Mit dem jetzt Angeklagten habe er nichts zu tun gehabt, sehr wohl aber mit dem mutmaßlichen Mittäter, der gesondert verfolgt wird. Vor ihm habe er große Angst gehabt, zumal er mit Kamil B. befreundet gewesen sei. Letzterer soll damit geprahlt haben, dass er bereits wegen Körperverletzung hinter Gittern saß. Dabei habe er keinen Ärger gesucht, sondern einfach nur arbeiten und Geld verdienen wollen, erklärt der Zeuge.
Prozesstermine bis Juni angesetzt
Der mutmaßliche Schläger Nummer zwei habe ihn und einen weiteren Bewohner unter Druck gesetzt, dass man für ihn aussagen möge, erinnert sich Mariusz K.: Er räumte demnach halbherzig ein, dass man es „etwas übertrieben“ habe, andererseits sei es eine Notwehrsituation gewesen, da Pawel auf ihn losgegangen sei, er sich angeblich nur gewehrt haben will.
Besonders wütend sei er auf die zwei übrigen Mitbewohner gewesen, da sie in ihrer Not die Jobvermittlung um Hilfe baten, weil sie mit der Situation überfordert waren.
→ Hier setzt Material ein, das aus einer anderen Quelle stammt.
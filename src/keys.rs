use std::sync::Arc;

use base64::{Engine as _, engine::general_purpose::URL_SAFE_NO_PAD};
use chrono::Utc;
use serde::{Deserialize, Serialize};
use sha2::{Digest, Sha256};
use tokio::sync::RwLock;
use tracing::{debug, info, warn};

use crate::{
    config::{Settings, SettingsHandle},
    error::ProxyError,
    scoring,
    store::KeyPersistence,
};

/// 单个分钟桶，用于计算每个 key 的 RPM/TPM。
#[derive(Debug, Clone, Copy, Default, PartialEq, Eq, Serialize, Deserialize)]
pub struct MinuteBucket {
    /// 该分钟起始的 unix 秒。
    pub minute: i64,
    pub requests: u64,
    pub tokens: u64,
}

/// 一个 upstream 凭据及其健康状态。
#[derive(Debug, Clone, PartialEq, Serialize, Deserialize)]
pub struct KeyRecord {
    pub key: String,
    pub balance: f64,
    pub last_used: i64,
    pub total_calls: u64,
    pub success_calls: u64,
    pub success_rate: f64,
    pub consecutive_failures: u32,
    pub disabled: bool,
    pub disabled_at: i64,
    pub last_tested: i64,
    pub rpm: u64,
    pub tpm: u64,
    pub score: f64,
    pub deleted: bool,
    pub is_used: bool,
    #[serde(default, skip_serializing_if = "Vec::is_empty")]
    pub buckets: Vec<MinuteBucket>,
}

impl KeyRecord {
    /// 新登记的 key，余额低于阈值时直接禁用。
    pub fn new(key: impl Into<String>, balance: f64, threshold: f64, now: i64) -> Self {
        let disabled = balance < threshold;
        Self {
            key: key.into(),
            balance,
            last_used: 0,
            total_calls: 0,
            success_calls: 0,
            success_rate: 0.0,
            consecutive_failures: 0,
            disabled,
            disabled_at: if disabled { now } else { 0 },
            last_tested: 0,
            rpm: 0,
            tpm: 0,
            score: 0.0,
            deleted: false,
            is_used: false,
            buckets: Vec::new(),
        }
    }

    /// 可参与选择：未禁用、未删除且余额不低于阈值。
    pub fn is_eligible(&self, threshold: f64) -> bool {
        !self.disabled && !self.deleted && self.balance >= threshold
    }

    pub fn id(&self) -> String {
        key_id(&self.key)
    }

    pub fn masked(&self) -> String {
        mask_key(&self.key)
    }

    pub(crate) fn disable(&mut self, now: i64) -> bool {
        if self.disabled {
            return false;
        }
        self.disabled = true;
        self.disabled_at = now;
        true
    }

    pub(crate) fn enable(&mut self) -> bool {
        let changed = self.disabled;
        self.disabled = false;
        self.disabled_at = 0;
        self.consecutive_failures = 0;
        changed
    }
}

/// key 的稳定短标识，用于管理接口，避免在 URL 中出现明文。
pub fn key_id(key: &str) -> String {
    let digest = Sha256::digest(key.as_bytes());
    URL_SAFE_NO_PAD.encode(&digest[..9])
}

/// 日志与统计中使用的脱敏 key。
pub fn mask_key(key: &str) -> String {
    if key.chars().count() <= 6 {
        return "******".to_string();
    }
    let prefix: String = key.chars().take(6).collect();
    format!("{prefix}******")
}

/// 余额刷新对单个 key 的处理结果。
#[derive(Debug, Clone, Copy, PartialEq, Eq)]
pub enum BalanceOutcome {
    Updated,
    Disabled,
    Enabled,
    Removed,
    Missing,
}

/// 内存中的 key 表，由一把读写锁保护，并同步写入持久层。
pub struct KeyStore {
    records: RwLock<Vec<KeyRecord>>,
    settings: SettingsHandle,
    persistence: Arc<dyn KeyPersistence>,
}

impl std::fmt::Debug for KeyStore {
    fn fmt(&self, f: &mut std::fmt::Formatter<'_>) -> std::fmt::Result {
        f.debug_struct("KeyStore").finish_non_exhaustive()
    }
}

impl KeyStore {
    pub fn new(settings: SettingsHandle, persistence: Arc<dyn KeyPersistence>) -> Self {
        Self {
            records: RwLock::new(Vec::new()),
            settings,
            persistence,
        }
    }

    /// 从持久层加载全部 key 并按优先级排序。
    pub async fn load(
        settings: SettingsHandle,
        persistence: Arc<dyn KeyPersistence>,
    ) -> Result<Self, ProxyError> {
        let records = persistence.load_keys().await?;
        let store = Self::new(settings, persistence);
        let count = records.len();
        *store.records.write().await = records;
        store.sort_by_priority().await;
        info!(count, "loaded api keys from store");
        Ok(store)
    }

    pub fn settings(&self) -> &SettingsHandle {
        &self.settings
    }

    /// 全部未删除的 key（副本）。
    pub async fn list(&self) -> Vec<KeyRecord> {
        self.records
            .read()
            .await
            .iter()
            .filter(|record| !record.deleted)
            .cloned()
            .collect()
    }

    /// 未禁用且余额达标的 key。
    pub async fn list_active(&self) -> Vec<KeyRecord> {
        let threshold = self.threshold().await;
        self.list()
            .await
            .into_iter()
            .filter(|record| record.is_eligible(threshold))
            .collect()
    }

    pub async fn list_disabled(&self) -> Vec<KeyRecord> {
        self.list()
            .await
            .into_iter()
            .filter(|record| record.disabled)
            .collect()
    }

    pub async fn get(&self, key: &str) -> Option<KeyRecord> {
        self.records
            .read()
            .await
            .iter()
            .find(|record| record.key == key && !record.deleted)
            .cloned()
    }

    /// 通过短标识或明文查找。
    pub async fn resolve(&self, id_or_key: &str) -> Option<KeyRecord> {
        self.records
            .read()
            .await
            .iter()
            .find(|record| !record.deleted && (record.key == id_or_key || record.id() == id_or_key))
            .cloned()
    }

    /// 新增或更新 key：已存在则更新余额并按阈值重设禁用状态。
    pub async fn add(&self, key: &str, balance: f64) -> Result<KeyRecord, ProxyError> {
        let settings = self.settings.snapshot().await;
        let threshold = settings.pool.min_balance_threshold;
        let now = Utc::now().timestamp();

        let record = {
            let mut records = self.records.write().await;
            match records.iter_mut().find(|record| record.key == key) {
                Some(existing) => {
                    existing.balance = balance;
                    existing.deleted = false;
                    if balance < threshold {
                        existing.disable(now);
                    } else {
                        existing.enable();
                    }
                    existing.score = scoring::standalone_score(existing, &settings);
                    existing.clone()
                }
                None => {
                    let mut record = KeyRecord::new(key, balance, threshold, now);
                    record.score = scoring::standalone_score(&record, &settings);
                    records.push(record.clone());
                    record
                }
            }
        };

        if record.disabled {
            info!(
                key = %record.masked(),
                balance,
                threshold,
                "registered key below threshold, disabled"
            );
        } else {
            info!(key = %record.masked(), balance, "registered key");
        }
        self.persist(&record).await;
        Ok(record)
    }

    /// 软删除：从所有列表中隐藏，直到 purge。
    pub async fn mark_deleted(&self, key: &str) -> Result<(), ProxyError> {
        let record = self
            .modify(key, |record, _| {
                record.deleted = true;
            })
            .await?;
        info!(key = %record.masked(), "key marked deleted");
        Ok(())
    }

    /// 物理删除所有软删除的 key，返回删除数量。
    pub async fn purge_deleted(&self) -> Result<usize, ProxyError> {
        let removed: Vec<KeyRecord> = {
            let mut records = self.records.write().await;
            let (gone, kept): (Vec<_>, Vec<_>) =
                records.drain(..).partition(|record| record.deleted);
            *records = kept;
            gone
        };

        for record in &removed {
            if let Err(err) = self.persistence.delete_key(&record.key).await {
                warn!(key = %record.masked(), error = %err, "failed to delete key from store");
            }
        }
        if !removed.is_empty() {
            info!(count = removed.len(), "purged deleted keys");
        }
        Ok(removed.len())
    }

    /// 立即移除单个 key（余额归零自动清理使用）。
    pub async fn remove(&self, key: &str) -> bool {
        let removed = {
            let mut records = self.records.write().await;
            let before = records.len();
            records.retain(|record| record.key != key);
            before != records.len()
        };
        if removed && let Err(err) = self.persistence.delete_key(key).await {
            warn!(key = %mask_key(key), error = %err, "failed to delete key from store");
        }
        removed
    }

    /// 禁用 key，重复调用无副作用。
    pub async fn set_disabled(&self, key: &str) -> Result<(), ProxyError> {
        let now = Utc::now().timestamp();
        let mut changed = false;
        let record = self
            .modify(key, |record, _| {
                changed = record.disable(now);
            })
            .await?;
        if changed {
            info!(key = %record.masked(), "key disabled");
        }
        Ok(())
    }

    /// 启用 key；余额低于阈值时拒绝。
    pub async fn set_enabled(&self, key: &str) -> Result<(), ProxyError> {
        let mut changed = false;
        let mut rejected = None;
        let record = self
            .modify(key, |record, settings| {
                let threshold = settings.pool.min_balance_threshold;
                if record.balance < threshold {
                    rejected = Some((record.balance, threshold));
                    return;
                }
                changed = record.enable();
            })
            .await?;
        if let Some((balance, threshold)) = rejected {
            return Err(ProxyError::BalanceBelowThreshold { balance, threshold });
        }
        if changed {
            info!(key = %record.masked(), "key enabled");
        }
        Ok(())
    }

    /// 按余额刷新结果更新 key。
    pub async fn apply_balance(&self, key: &str, balance: f64) -> BalanceOutcome {
        let settings = self.settings.snapshot().await;
        if balance <= 0.0 && settings.pool.auto_delete_zero_balance_keys {
            return if self.remove(key).await {
                info!(key = %mask_key(key), balance, "removed key with exhausted balance");
                BalanceOutcome::Removed
            } else {
                BalanceOutcome::Missing
            };
        }

        let threshold = settings.pool.min_balance_threshold;
        let now = Utc::now().timestamp();
        let mut outcome = BalanceOutcome::Updated;
        let result = self
            .modify(key, |record, _| {
                record.balance = balance;
                if balance < threshold {
                    if record.disable(now) {
                        outcome = BalanceOutcome::Disabled;
                    }
                } else if record.disabled {
                    record.enable();
                    outcome = BalanceOutcome::Enabled;
                }
            })
            .await;

        match result {
            Ok(record) => {
                match outcome {
                    BalanceOutcome::Disabled => {
                        info!(
                            key = %record.masked(),
                            balance,
                            threshold,
                            "balance below threshold, key disabled"
                        )
                    }
                    BalanceOutcome::Enabled => {
                        info!(key = %record.masked(), balance, "balance restored, key enabled")
                    }
                    _ => debug!(key = %record.masked(), balance, "balance updated"),
                }
                outcome
            }
            Err(_) => BalanceOutcome::Missing,
        }
    }

    /// 仅更新余额，不改变启用状态。
    pub async fn update_balance(&self, key: &str, balance: f64) -> Result<(), ProxyError> {
        self.modify(key, |record, _| record.balance = balance)
            .await
            .map(|_| ())
    }

    pub async fn mark_tested(&self, key: &str, now: i64) -> Result<(), ProxyError> {
        self.modify(key, |record, _| record.last_tested = now)
            .await
            .map(|_| ())
    }

    /// 记录 key 被选中，持久化尽力而为。
    pub async fn touch(&self, key: &str) {
        let now = Utc::now().timestamp();
        let touched = {
            let mut records = self.records.write().await;
            records.iter_mut().find(|record| record.key == key).map(|record| {
                record.last_used = now;
                record.is_used = true;
                record.clone()
            })
        };

        if let Some(record) = touched {
            let persistence = Arc::clone(&self.persistence);
            tokio::spawn(async move {
                if let Err(err) = persistence.upsert_key(&record).await {
                    debug!(key = %record.masked(), error = %err, "failed to persist last-used");
                }
            });
        }
    }

    /// 对超过 24 小时未使用的 key 清除 is_used 标记，返回仍在使用的 key。
    pub async fn used_keys(&self, now: i64) -> Vec<String> {
        let mut reset = Vec::new();
        let used = {
            let mut records = self.records.write().await;
            let mut used = Vec::new();
            for record in records.iter_mut().filter(|record| !record.deleted && record.is_used) {
                if now - record.last_used > 24 * 3600 {
                    record.is_used = false;
                    reset.push(record.clone());
                } else {
                    used.push(record.key.clone());
                }
            }
            used
        };
        for record in &reset {
            self.persist(record).await;
        }
        used
    }

    /// 全表按优先级分重新排序。
    pub async fn sort_by_priority(&self) {
        let settings = self.settings.snapshot().await;
        let mut records = self.records.write().await;
        for record in records.iter_mut() {
            record.score = scoring::standalone_score(record, &settings);
        }
        scoring::sort_by_priority(&mut records, &settings);
    }

    /// 将当前全部记录写回持久层。
    pub async fn persist_all(&self) {
        let snapshot = self.records.read().await.clone();
        for record in &snapshot {
            self.persist(record).await;
        }
    }

    /// 在写锁下修改单条记录，并同步持久化。
    pub(crate) async fn modify<F>(&self, key: &str, apply: F) -> Result<KeyRecord, ProxyError>
    where
        F: FnOnce(&mut KeyRecord, &Settings),
    {
        let settings = self.settings.snapshot().await;
        let record = {
            let mut records = self.records.write().await;
            let record = records
                .iter_mut()
                .find(|record| record.key == key && !record.deleted)
                .ok_or_else(|| ProxyError::KeyNotFound(mask_key(key)))?;
            apply(record, &settings);
            record.score = scoring::standalone_score(record, &settings);
            record.clone()
        };
        self.persist(&record).await;
        Ok(record)
    }

    async fn persist(&self, record: &KeyRecord) {
        if let Err(err) = self.persistence.upsert_key(record).await {
            warn!(key = %record.masked(), error = %err, "failed to persist key");
        }
    }

    async fn threshold(&self) -> f64 {
        self.settings.snapshot().await.pool.min_balance_threshold
    }
}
Ein Punkt aber bleibt zunächst offen: In seiner Vernehmung bei der Polizei hatte Mariusz K. das Geständnis des mutmaßlichen Zweittäters sowohl in der „Ich“-Form als auch der „Wir“-Form zitiert. Deutet dies also auf eine Beteiligung des Angeklagten Kamil B., von der die Staatsanwaltschaft ausgeht?
Daran könne er sich nicht mehr genau erinnern, erwidert Mariusz K. auf Nachfragen von der Richterbank. Für den Prozess sind vier weitere Verhandlungstage bis 10. Juni anberaumt. Bei einem Schuldspruch ist im Höchstfall lebenslange Haft möglich.